Galera cluster failure

Incident Report for Simwood

Resolved

This has been stable for 24 hours.

Posted Mar 17, 2019 - 13:39 UTC

Update

The cluster is fully operational now and being monitored.

Posted Mar 16, 2019 - 12:47 UTC

Update

Things should be starting to look more normal now.

The London node managed to sync before a repeat hardware failure. It has now been retired from service, which would have happened last night had it not been the most recently written database node in the cluster. A new node is synching now and will join the cluster shortly.

We will continue to monitor this as the root cause was of course the Slough node failing (in software) and restarting, which it could do again.

To repeat, call routing does not depend on the Galera database and was unaffected.

Posted Mar 16, 2019 - 11:20 UTC

Monitoring

The main Galera cluster is now partly-operational - recovered with zero data-loss on one node (Manchester). Slough has also recovered to the same point but is now acting as a donor for the recovered hardware in London which will be syncing for some time.

We therefore resumed processing against the cluster in this state 15 minutes ago, so customers will see API and portal features that require the database coming back to life. Please note though, we have a few million unwritten CDRs from overnight to process which is going to take some time.

The cluster remains at risk as a further failure would cause the operational node to lock again. Our restore to a new server continues but will hopefully be unnecessary.

Call routing remains unaffected as it does not depend on the Galera cluster.

Posted Mar 16, 2019 - 10:51 UTC

Update

Database recovery is going well. We have two streams of work:

1) recovering from backups to a new database server
2) recovering the Galera cluster.

In respect of the second, the affected hardware is back alive now and that node is waiting to join the cluster at the appropriate time.

Looking at progress we anticipate positive news in the next 2-3 hours.

Posted Mar 16, 2019 - 09:51 UTC

Update

Earlier this evening our Galera instance in Slough crashed and restarted, causing a full resync with the Manchester node which was therefore also locked and unavailable for use. The third London instance remained in service and would have been where the other two pulled interim updates from once they'd finished synching with each other.

Unfortunately at around 11pm the London node suffered a terminal hardware failure and went offline.
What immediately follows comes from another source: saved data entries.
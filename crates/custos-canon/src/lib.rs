//! # custos-canon
//!
//! The constraint store: the immutable axiom set and the versioned canon
//! objective forest every governance decision is checked against.
//!
//! Loading is TOML-driven and fatal on structural defects. Reads go through
//! pinned snapshots so a batch of concurrent validations always sees one
//! consistent constraint set; the only write path is the versioned,
//! audit-coupled `append_axiom` reserved for human authoring.

pub mod snapshot;
pub mod store;

pub use snapshot::ConstraintSnapshot;
pub use store::{CanonConfig, ConstraintStore};

// ── Tests ─────────────────────────────────────────────────────────────────────

#[cfg(test)]
mod tests {
    use chrono::{TimeZone, Utc};

    use custos_audit::{AuditSink, MemoryLedger};
    use custos_contracts::{
        audit::AuditAction,
        axiom::{Axiom, AxiomId, AxiomKind, Condition, Enforcement},
        error::CustosError,
        scope::ScopePattern,
    };

    use super::ConstraintStore;

    // ── Helpers ───────────────────────────────────────────────────────────────

    const BASE: &str = r#"
        scope_roots = ["objectives", "infrastructure"]

        [[axioms]]
        id = "no_harm"
        version = 1
        priority = 100
        kind = "prohibition"
        scope = "objectives/*"
        condition = { check = "action-equals", value = "disable_safety" }
        enforcement = "hard"
        created_at = "2025-01-01T00:00:00Z"
        created_by = "governance-board"

        [[axioms]]
        id = "prefer_gradual"
        version = 1
        priority = 40
        kind = "prohibition"
        scope = "objectives/weights/*"
        condition = { check = "context-flag", flag = "bulk-update" }
        enforcement = "soft"
        created_at = "2025-01-01T00:00:00Z"
        created_by = "governance-board"

        [[objectives]]
        id = "stability"
        priority = 50
        axiom_refs = ["no_harm"]

        [[objectives]]
        id = "throughput"
        priority = 30
        parent = "stability"
    "#;

    fn make_axiom(id: &str, version: u32) -> Axiom {
        Axiom {
            id: AxiomId::new(id),
            version,
            priority: 10,
            kind: AxiomKind::Prohibition,
            scope: ScopePattern::new("objectives/*"),
            condition: Condition::Always,
            enforcement: Enforcement::Hard,
            created_at: Utc.with_ymd_and_hms(2025, 6, 1, 0, 0, 0).unwrap(),
            created_by: "governance-board".to_string(),
        }
    }

    // ── Loading ───────────────────────────────────────────────────────────────

    #[test]
    fn loads_a_valid_constraint_set() {
        let store = ConstraintStore::from_toml_str(BASE).unwrap();
        let snap = store.snapshot();
        assert!(snap.latest_axiom(&AxiomId::new("no_harm")).is_some());
        assert_eq!(snap.objectives().count(), 2);
        assert!(snap.is_known_root("objectives"));
        assert!(!snap.is_known_root("agents"));
    }

    #[test]
    fn rejects_priority_tie_without_tie_break() {
        let toml = r#"
            scope_roots = ["objectives"]

            [[objectives]]
            id = "a"
            priority = 10

            [[objectives]]
            id = "b"
            priority = 10
        "#;
        match ConstraintStore::from_toml_str(toml) {
            Err(CustosError::ConfigError { reason }) => {
                assert!(reason.contains("tie_break"), "{reason}");
            }
            other => panic!("expected ConfigError, got {:?}", other.map(|_| ())),
        }
    }

    #[test]
    fn accepts_priority_tie_covered_by_tie_break() {
        let toml = r#"
            scope_roots = ["objectives"]
            tie_break = ["a", "b"]

            [[objectives]]
            id = "a"
            priority = 10

            [[objectives]]
            id = "b"
            priority = 10
        "#;
        let store = ConstraintStore::from_toml_str(toml).unwrap();
        let snap = store.snapshot();
        use custos_contracts::canon::ObjectiveId;
        assert_eq!(
            snap.rank_objectives(&ObjectiveId::new("a"), &ObjectiveId::new("b")),
            std::cmp::Ordering::Less,
            "tie_break order must decide equal priorities"
        );
    }

    #[test]
    fn rejects_cycle_in_objective_forest() {
        let toml = r#"
            scope_roots = ["objectives"]

            [[objectives]]
            id = "a"
            priority = 10
            parent = "b"

            [[objectives]]
            id = "b"
            priority = 20
            parent = "a"
        "#;
        match ConstraintStore::from_toml_str(toml) {
            Err(CustosError::ConfigError { reason }) => {
                assert!(reason.contains("cycle"), "{reason}");
            }
            other => panic!("expected ConfigError, got {:?}", other.map(|_| ())),
        }
    }

    #[test]
    fn rejects_dangling_axiom_ref() {
        let toml = r#"
            scope_roots = ["objectives"]

            [[objectives]]
            id = "a"
            priority = 10
            axiom_refs = ["missing"]
        "#;
        match ConstraintStore::from_toml_str(toml) {
            Err(CustosError::ConfigError { reason }) => {
                assert!(reason.contains("missing"), "{reason}");
            }
            other => panic!("expected ConfigError, got {:?}", other.map(|_| ())),
        }
    }

    #[test]
    fn rejects_axiom_outside_registered_roots() {
        let toml = r#"
            scope_roots = ["objectives"]

            [[axioms]]
            id = "stray"
            version = 1
            priority = 1
            kind = "prohibition"
            scope = "agents/*"
            condition = { check = "always" }
            enforcement = "hard"
            created_at = "2025-01-01T00:00:00Z"
            created_by = "governance-board"
        "#;
        assert!(matches!(
            ConstraintStore::from_toml_str(toml),
            Err(CustosError::ConfigError { .. })
        ));
    }

    // ── Snapshot queries ──────────────────────────────────────────────────────

    #[test]
    fn axioms_for_orders_by_priority_then_enforcement() {
        let store = ConstraintStore::from_toml_str(BASE).unwrap();
        let snap = store.snapshot();

        let matched = snap.axioms_for(&ScopePattern::new("objectives/weights/alpha"));
        let ids: Vec<&str> = matched.iter().map(|a| a.id.0.as_str()).collect();
        assert_eq!(ids, vec!["no_harm", "prefer_gradual"]);
    }

    #[test]
    fn effective_priority_cap_is_min_over_lineage() {
        let store = ConstraintStore::from_toml_str(BASE).unwrap();
        let snap = store.snapshot();
        use custos_contracts::canon::ObjectiveId;

        // "throughput" (30) under "stability" (50): cap is 30.
        assert_eq!(
            snap.effective_priority_cap(&ObjectiveId::new("throughput")),
            Some(30)
        );
        assert_eq!(
            snap.effective_priority_cap(&ObjectiveId::new("stability")),
            Some(50)
        );
        assert_eq!(snap.effective_priority_cap(&ObjectiveId::new("nope")), None);
    }

    // ── Appending ─────────────────────────────────────────────────────────────

    #[test]
    fn append_rejects_stale_version() {
        let store = ConstraintStore::from_toml_str(BASE).unwrap();
        let ledger = MemoryLedger::new();

        // no_harm is at version 1; appending version 1 again must fail.
        let stale = Axiom {
            priority: 100,
            ..make_axiom("no_harm", 1)
        };
        match store.append_axiom(stale, "governance-board", &ledger) {
            Err(CustosError::VersionConflict { existing, proposed, .. }) => {
                assert_eq!(existing, 1);
                assert_eq!(proposed, 1);
            }
            other => panic!("expected VersionConflict, got {:?}", other),
        }
        // Failed appends leave no audit record.
        assert!(ledger.is_empty());
    }

    #[test]
    fn append_writes_exactly_one_audit_record() {
        let store = ConstraintStore::from_toml_str(BASE).unwrap();
        let ledger = MemoryLedger::new();

        store
            .append_axiom(make_axiom("no_harm", 2), "governance-board", &ledger)
            .unwrap();

        let records = ledger.records();
        assert_eq!(records.len(), 1);
        assert_eq!(records[0].action, AuditAction::AxiomAppended);
        assert_eq!(records[0].payload_ref, "no_harm@v2");
        assert_eq!(records[0].actor, "governance-board");

        // Both versions are retained; evaluation sees the newest.
        let snap = store.snapshot();
        assert_eq!(snap.axiom_versions(&AxiomId::new("no_harm")).len(), 2);
        assert_eq!(snap.latest_axiom(&AxiomId::new("no_harm")).unwrap().version, 2);
    }

    #[test]
    fn outstanding_snapshots_are_pinned_across_appends() {
        let store = ConstraintStore::from_toml_str(BASE).unwrap();
        let ledger = MemoryLedger::new();

        let pinned = store.snapshot();
        store
            .append_axiom(make_axiom("new_rule", 1), "governance-board", &ledger)
            .unwrap();

        // The pin still sees the pre-append world.
        assert!(pinned.latest_axiom(&AxiomId::new("new_rule")).is_none());
        assert!(store.snapshot().latest_axiom(&AxiomId::new("new_rule")).is_some());
    }
}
The other two nodes remain in a state of syncing which is going to take at least overnight. We have therefore instigated the recovery of a database backup to a new machine, the backup being more recent than the time at which the Manchester node was locked.

We will leave this parallel process running now and take a view which option represents the favoured recovery point when we're in a position to.

Meanwhile, call routing remains unaffected but anything relying on the primary database such as CDRs or number reconfiguration is unfortunately unavailable.

This is an unprecedented and major issue and we appreciate your understanding.

Posted Mar 16, 2019 - 02:15 UTC

Identified

We have experienced a total failure of our Galera cluster. Call routing is unaffected but API and portal functions will be impaired.

Posted Mar 15, 2019 - 23:48 UTC

This incident affected: API and Portal.